--- START ---
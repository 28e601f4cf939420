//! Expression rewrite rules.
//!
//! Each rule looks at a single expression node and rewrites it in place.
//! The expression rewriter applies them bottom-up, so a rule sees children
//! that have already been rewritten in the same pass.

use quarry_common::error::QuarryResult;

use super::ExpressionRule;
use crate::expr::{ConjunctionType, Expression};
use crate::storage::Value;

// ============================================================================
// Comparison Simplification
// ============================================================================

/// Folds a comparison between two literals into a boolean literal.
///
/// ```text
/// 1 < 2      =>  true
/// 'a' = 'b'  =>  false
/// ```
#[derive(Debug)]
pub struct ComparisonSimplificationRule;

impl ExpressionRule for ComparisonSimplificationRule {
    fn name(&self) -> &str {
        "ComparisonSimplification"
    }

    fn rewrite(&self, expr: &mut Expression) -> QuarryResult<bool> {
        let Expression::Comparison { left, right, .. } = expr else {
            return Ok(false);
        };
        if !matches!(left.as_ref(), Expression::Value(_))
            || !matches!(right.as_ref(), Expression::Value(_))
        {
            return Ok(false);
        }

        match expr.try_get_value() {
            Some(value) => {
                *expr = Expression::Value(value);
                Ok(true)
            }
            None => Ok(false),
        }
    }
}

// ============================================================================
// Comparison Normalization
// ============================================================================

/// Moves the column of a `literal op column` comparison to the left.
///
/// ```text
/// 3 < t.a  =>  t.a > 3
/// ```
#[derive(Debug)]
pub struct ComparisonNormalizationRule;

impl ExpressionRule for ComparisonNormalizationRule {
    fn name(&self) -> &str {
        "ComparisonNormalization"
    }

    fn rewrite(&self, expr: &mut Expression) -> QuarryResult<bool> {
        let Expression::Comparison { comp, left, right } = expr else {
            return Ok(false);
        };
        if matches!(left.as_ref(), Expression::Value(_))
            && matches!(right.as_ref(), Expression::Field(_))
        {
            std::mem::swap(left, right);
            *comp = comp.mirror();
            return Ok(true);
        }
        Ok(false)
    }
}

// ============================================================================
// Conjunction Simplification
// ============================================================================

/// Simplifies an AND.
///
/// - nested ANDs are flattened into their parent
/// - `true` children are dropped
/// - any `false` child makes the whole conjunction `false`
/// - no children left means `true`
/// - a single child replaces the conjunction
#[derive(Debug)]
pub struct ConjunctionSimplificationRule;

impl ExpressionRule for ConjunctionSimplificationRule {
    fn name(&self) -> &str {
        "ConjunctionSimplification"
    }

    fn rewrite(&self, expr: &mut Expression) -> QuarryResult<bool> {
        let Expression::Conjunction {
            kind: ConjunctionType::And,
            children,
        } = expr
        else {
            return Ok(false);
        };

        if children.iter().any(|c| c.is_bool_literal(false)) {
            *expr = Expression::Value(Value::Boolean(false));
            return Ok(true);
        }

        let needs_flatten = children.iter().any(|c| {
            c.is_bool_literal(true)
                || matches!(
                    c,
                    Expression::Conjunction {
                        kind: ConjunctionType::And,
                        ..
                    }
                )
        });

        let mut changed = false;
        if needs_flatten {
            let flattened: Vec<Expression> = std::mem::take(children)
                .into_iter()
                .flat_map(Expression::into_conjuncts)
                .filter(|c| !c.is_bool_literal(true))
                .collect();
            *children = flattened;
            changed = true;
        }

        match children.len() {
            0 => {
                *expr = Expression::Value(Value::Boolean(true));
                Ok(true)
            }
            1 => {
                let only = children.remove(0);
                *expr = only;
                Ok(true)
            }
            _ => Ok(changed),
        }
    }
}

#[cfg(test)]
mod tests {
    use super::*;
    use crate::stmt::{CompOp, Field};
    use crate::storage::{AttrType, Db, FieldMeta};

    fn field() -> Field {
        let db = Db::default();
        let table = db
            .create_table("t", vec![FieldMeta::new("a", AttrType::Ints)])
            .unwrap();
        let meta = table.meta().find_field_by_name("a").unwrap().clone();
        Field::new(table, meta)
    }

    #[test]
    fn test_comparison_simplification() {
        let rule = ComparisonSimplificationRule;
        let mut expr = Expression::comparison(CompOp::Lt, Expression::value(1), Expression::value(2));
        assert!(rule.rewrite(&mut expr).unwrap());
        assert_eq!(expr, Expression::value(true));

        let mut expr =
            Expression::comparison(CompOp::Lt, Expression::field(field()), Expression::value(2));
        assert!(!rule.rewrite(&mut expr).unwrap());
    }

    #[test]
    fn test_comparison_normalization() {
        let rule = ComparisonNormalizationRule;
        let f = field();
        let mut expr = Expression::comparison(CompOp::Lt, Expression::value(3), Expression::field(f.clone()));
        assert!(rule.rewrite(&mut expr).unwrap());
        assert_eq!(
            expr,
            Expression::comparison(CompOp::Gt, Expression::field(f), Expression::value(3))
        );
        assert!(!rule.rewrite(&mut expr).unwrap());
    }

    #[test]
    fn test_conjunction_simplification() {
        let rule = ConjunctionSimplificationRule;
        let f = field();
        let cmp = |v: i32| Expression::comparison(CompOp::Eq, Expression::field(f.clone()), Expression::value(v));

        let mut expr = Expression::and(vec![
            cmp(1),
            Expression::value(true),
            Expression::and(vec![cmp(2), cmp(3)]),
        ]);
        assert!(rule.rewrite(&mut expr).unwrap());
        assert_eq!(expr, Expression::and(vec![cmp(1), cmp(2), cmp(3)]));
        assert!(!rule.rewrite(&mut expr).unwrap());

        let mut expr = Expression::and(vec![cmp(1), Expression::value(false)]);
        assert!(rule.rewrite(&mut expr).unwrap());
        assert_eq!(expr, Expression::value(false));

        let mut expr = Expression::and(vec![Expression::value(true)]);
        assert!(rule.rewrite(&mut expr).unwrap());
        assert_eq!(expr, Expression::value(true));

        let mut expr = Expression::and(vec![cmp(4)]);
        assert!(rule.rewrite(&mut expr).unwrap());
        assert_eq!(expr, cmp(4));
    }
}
--- END ---
--- START ---
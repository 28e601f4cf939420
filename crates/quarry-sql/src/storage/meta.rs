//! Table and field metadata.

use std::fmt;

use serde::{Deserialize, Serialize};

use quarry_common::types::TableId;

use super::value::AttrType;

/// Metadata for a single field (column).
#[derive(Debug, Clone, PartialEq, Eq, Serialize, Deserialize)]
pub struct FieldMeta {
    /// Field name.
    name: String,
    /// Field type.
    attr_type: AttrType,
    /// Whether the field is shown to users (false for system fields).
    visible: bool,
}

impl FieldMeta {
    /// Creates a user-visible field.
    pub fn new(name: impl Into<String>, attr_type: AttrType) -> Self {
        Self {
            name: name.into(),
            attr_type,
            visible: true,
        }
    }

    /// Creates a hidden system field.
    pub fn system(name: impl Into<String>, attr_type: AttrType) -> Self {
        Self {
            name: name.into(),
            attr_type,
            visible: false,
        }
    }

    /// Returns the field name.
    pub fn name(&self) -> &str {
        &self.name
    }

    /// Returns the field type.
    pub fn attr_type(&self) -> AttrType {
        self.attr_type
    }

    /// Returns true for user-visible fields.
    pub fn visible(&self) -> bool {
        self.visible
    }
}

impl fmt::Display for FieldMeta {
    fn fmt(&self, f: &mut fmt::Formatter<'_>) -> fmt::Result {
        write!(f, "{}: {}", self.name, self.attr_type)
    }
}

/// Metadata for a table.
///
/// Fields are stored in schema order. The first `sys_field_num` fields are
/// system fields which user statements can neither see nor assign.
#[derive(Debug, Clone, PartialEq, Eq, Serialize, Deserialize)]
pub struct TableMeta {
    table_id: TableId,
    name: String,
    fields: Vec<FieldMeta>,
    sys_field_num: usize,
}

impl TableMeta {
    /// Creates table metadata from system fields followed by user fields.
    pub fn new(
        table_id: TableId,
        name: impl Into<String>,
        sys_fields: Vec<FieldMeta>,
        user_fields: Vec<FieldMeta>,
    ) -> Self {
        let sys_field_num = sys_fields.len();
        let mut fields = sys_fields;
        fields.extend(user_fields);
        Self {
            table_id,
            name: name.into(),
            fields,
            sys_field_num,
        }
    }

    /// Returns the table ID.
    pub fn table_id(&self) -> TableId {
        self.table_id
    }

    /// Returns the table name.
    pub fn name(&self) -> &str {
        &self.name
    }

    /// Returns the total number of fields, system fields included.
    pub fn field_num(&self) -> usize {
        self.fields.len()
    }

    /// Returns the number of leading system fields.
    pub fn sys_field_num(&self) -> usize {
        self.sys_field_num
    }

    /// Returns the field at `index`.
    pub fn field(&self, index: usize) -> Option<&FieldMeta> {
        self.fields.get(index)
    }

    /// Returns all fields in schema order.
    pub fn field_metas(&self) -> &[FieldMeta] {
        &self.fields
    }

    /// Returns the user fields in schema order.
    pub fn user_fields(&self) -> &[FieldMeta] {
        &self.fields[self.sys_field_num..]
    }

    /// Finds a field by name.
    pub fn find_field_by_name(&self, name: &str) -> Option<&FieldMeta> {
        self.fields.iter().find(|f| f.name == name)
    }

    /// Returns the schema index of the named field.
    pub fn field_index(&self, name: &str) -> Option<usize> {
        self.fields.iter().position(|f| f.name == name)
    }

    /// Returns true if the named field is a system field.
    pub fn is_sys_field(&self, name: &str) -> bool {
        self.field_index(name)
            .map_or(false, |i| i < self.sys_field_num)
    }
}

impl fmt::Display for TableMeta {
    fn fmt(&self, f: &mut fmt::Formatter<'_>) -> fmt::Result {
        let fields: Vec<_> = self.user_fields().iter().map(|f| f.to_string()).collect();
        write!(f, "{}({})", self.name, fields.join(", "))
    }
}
--- END ---
• _Exercise objective_:
The number alone is the answer: work out how many lines in the data contain "TableMeta".

• _Exercise solution_:
3